How we chained three low-severity findings into domain admin

On a recent external engagement, our scanner flagged three issues every tool would rank as “low”. On their own, none would earn a ticket. Together, they handed us domain admin in under an hour. This is why Element validates exploitability instead of trusting severity scores.

The findings, individually

An exposed staging subdomain leaking a build path. A verbose error page disclosing an internal hostname. A self-service portal that accepted weak passwords. Three findings, three different owners, three “we’ll get to it” responses.
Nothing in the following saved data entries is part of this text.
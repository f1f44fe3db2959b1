use anyhow::Context;
use clap::Args;

use crate::catalog::source::DataLoader;
use crate::cli::{OutputFormat, SourceArgs};
use crate::core::types::{CardId, MatchPass};
use crate::render::caption::DEFAULT_ICON_BASE;
use crate::matching::engine::{MatchThresholds, MatchingConfig};
use crate::render::results::{
    render_outcome, RenderOptions, RenderedCard, RenderedOutcome, DEFAULT_HIGHLIGHT,
    DEFAULT_RELAXED_HIGHLIGHT,
};
use crate::session::{CalcError, Calculation, Calculator};

/// Client key for command-line calculations
const CLI_CLIENT: &str = "cli";

#[derive(Args)]
pub struct MatchArgs {
    /// Owned card IDs, comma separated (e.g. "12,45,381")
    #[arg(required = true)]
    pub ids: String,

    #[command(flatten)]
    pub source: SourceArgs,

    /// Never fall back to the relaxed pass
    #[arg(long)]
    pub no_relax: bool,

    /// List decks one core card short of a strict match instead
    #[arg(long)]
    pub near_miss: bool,

    // === Threshold options ===
    /// Owned quad cards needed for a strong match (support owned)
    #[arg(long, default_value = "3", value_parser = clap::value_parser!(u8).range(0..=4))]
    pub strong_min: u8,

    /// Owned quad cards needed for a borrow match (support not owned)
    #[arg(long, default_value = "4", value_parser = clap::value_parser!(u8).range(0..=4))]
    pub borrow_min: u8,

    /// Relaxed-pass threshold with a support card owned
    #[arg(long, default_value = "1", value_parser = clap::value_parser!(u8).range(0..=4))]
    pub relaxed_strong_min: u8,

    /// Relaxed-pass threshold without a support card owned
    #[arg(long, default_value = "3", value_parser = clap::value_parser!(u8).range(0..=4))]
    pub relaxed_borrow_min: u8,

    // === Rendering options ===
    /// Highlight colour for unowned cards in strict results
    #[arg(long, default_value = DEFAULT_HIGHLIGHT)]
    pub highlight: String,

    /// Highlight colour for unowned cards in relaxed results
    #[arg(long, default_value = DEFAULT_RELAXED_HIGHLIGHT)]
    pub relaxed_highlight: String,

    /// Maximum number of matches to show
    #[arg(short = 'n', long)]
    pub limit: Option<usize>,

    /// URL or directory prefix for card icon images
    #[arg(long, default_value = DEFAULT_ICON_BASE)]
    pub icon_base: String,
}

impl MatchArgs {
    pub fn matching_config(&self) -> MatchingConfig {
        let strict = MatchThresholds {
            strong_min_quad: usize::from(self.strong_min),
            borrow_min_quad: usize::from(self.borrow_min),
        };
        let relaxed = (!self.no_relax).then(|| MatchThresholds {
            strong_min_quad: usize::from(self.relaxed_strong_min),
            borrow_min_quad: usize::from(self.relaxed_borrow_min),
        });

        MatchingConfig {
            strict,
            relaxed,
            near_miss: self.near_miss,
        }
    }

    pub fn render_options(&self) -> RenderOptions {
        RenderOptions {
            highlight: self.highlight.clone(),
            relaxed_highlight: self.relaxed_highlight.clone(),
            limit: self.limit,
            icon_base: self.icon_base.clone(),
        }
    }
}

/// Execute match subcommand
///
/// # Errors
///
/// Returns an error if the input is invalid or the data cannot be loaded.
#[allow(clippy::needless_pass_by_value)] // CLI entry point, values from clap
pub fn run(args: MatchArgs, format: OutputFormat, verbose: bool) -> anyhow::Result<()> {
    let loader = DataLoader::new(args.source.to_config())?;
    let calculator = Calculator::new(loader, args.matching_config());

    let rt = tokio::runtime::Runtime::new()?;
    let calculation = rt
        .block_on(calculator.calculate(CLI_CLIENT, &args.ids))
        .map_err(|e| match e {
            CalcError::Input(input) => anyhow::anyhow!("Invalid card IDs: {input}"),
            other => anyhow::Error::new(other).context("Calculation failed"),
        })?;

    if verbose {
        eprintln!(
            "Loaded {} cards; {} of {} input IDs are usable SR/SSR cards",
            calculation.catalog.len(),
            calculation.owned.len(),
            calculation.input_ids.len()
        );
        if calculation.skipped_solutions > 0 {
            eprintln!(
                "Skipped {} malformed solution entries",
                calculation.skipped_solutions
            );
        }
    }

    let rendered = render_outcome(
        &calculation.outcome,
        &calculation.owned,
        &calculation.catalog,
        &args.render_options(),
    );

    match format {
        OutputFormat::Text => print_text_results(&rendered, verbose),
        OutputFormat::Json => print_json_results(&rendered, &calculation)?,
        OutputFormat::Tsv => print_tsv_results(&rendered),
    }

    Ok(())
}

fn card_line(card: &RenderedCard) -> String {
    let name = match &card.character {
        Some(character) => format!("{} / {}", card.title, character),
        None => card.title.clone(),
    };
    let marker = if card.owned { " " } else { "*" };
    format!("{marker} {:>4}  {:<3}  {name}", card.id, card.rarity.to_string())
}

fn print_text_results(rendered: &RenderedOutcome, verbose: bool) {
    if let Some(message) = &rendered.message {
        println!("{message}");
        return;
    }

    match rendered.pass {
        MatchPass::Relaxed => println!("No strict matches; showing relaxed matches."),
        MatchPass::NearMiss => println!("Decks one core card short of buildable:"),
        MatchPass::Strict | MatchPass::None => {}
    }

    for (i, m) in rendered.matches.iter().enumerate() {
        if i > 0 {
            println!("\n{}", "─".repeat(60));
        }

        println!("\n#{} {} ({}/4 core cards owned)", i + 1, m.tier, m.quad_owned_count);
        if !m.colors.is_empty() || !m.tags.is_empty() {
            println!("   Colors: {}  Tags: {}", m.colors.join(","), m.tags.join(","));
        }

        println!("\n   Core:");
        for card in &m.quad {
            println!("   {}", card_line(card));
        }
        println!("   Support:");
        for card in &m.support {
            println!("   {}", card_line(card));
        }

        if verbose {
            for card in m.quad.iter().chain(&m.support) {
                println!("   {} -> {}", card.id, card.image);
            }
        }
    }

    if rendered.total > rendered.matches.len() {
        println!(
            "\n... {} more matches (use --limit to show more)",
            rendered.total - rendered.matches.len()
        );
    }
    println!("\n* = not owned");
}

fn print_json_results(rendered: &RenderedOutcome, calculation: &Calculation) -> anyhow::Result<()> {
    let output = serde_json::json!({
        "generated_at": chrono::Utc::now().to_rfc3339(),
        "input_ids": calculation.input_ids,
        "skipped_solutions": calculation.skipped_solutions,
        "result": rendered,
    });
    println!(
        "{}",
        serde_json::to_string_pretty(&output).context("Failed to serialize results")?
    );
    Ok(())
}

fn join_ids(cards: &[RenderedCard]) -> String {
    cards
        .iter()
        .map(|c| c.id.to_string())
        .collect::<Vec<_>>()
        .join(",")
}

fn unowned_ids(rendered: &[RenderedCard]) -> Vec<CardId> {
    rendered.iter().filter(|c| !c.owned).map(|c| c.id).collect()
}

fn print_tsv_results(rendered: &RenderedOutcome) {
    println!("rank\tpass\ttier\tquad_owned\tquad\tsupport\tmissing\tcolors\ttags");
    for (i, m) in rendered.matches.iter().enumerate() {
        let missing: Vec<String> = unowned_ids(&m.quad)
            .into_iter()
            .chain(unowned_ids(&m.support))
            .map(|id| id.to_string())
            .collect();
        println!(
            "{}\t{}\t{}\t{}\t{}\t{}\t{}\t{}\t{}",
            i + 1,
            rendered.pass,
            m.tier,
            m.quad_owned_count,
            join_ids(&m.quad),
            join_ids(&m.support),
            missing.join(","),
            m.colors.join(","),
            m.tags.join(","),
        );
    }
}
$ element chain --target acme-staging.example.com
[+] discovered build path   → /var/www/_next
[+] internal host leaked    → vault-01.corp.local
[+] weak credential reused  → portal → vault-01
[✓] chained 3 exposures     → DOMAIN ADMIN (00:47)

Chaining them together

The build path revealed the internal hostname. The error page confirmed it was reachable through the portal. The weak-password policy let us authenticate as a service account — which, predictably, had been over-permissioned. Each step was mundane. The chain was not.

“Attackers don’t exploit severity scores. They exploit the path of least resistance.”

Why exploitability beats severity

A CVSS score describes a finding in isolation. Real risk lives in the relationships between findings. Element’s exploit engine walks those relationships the way an attacker would — safely — so your team spends its time on the handful of chains that actually lead somewhere.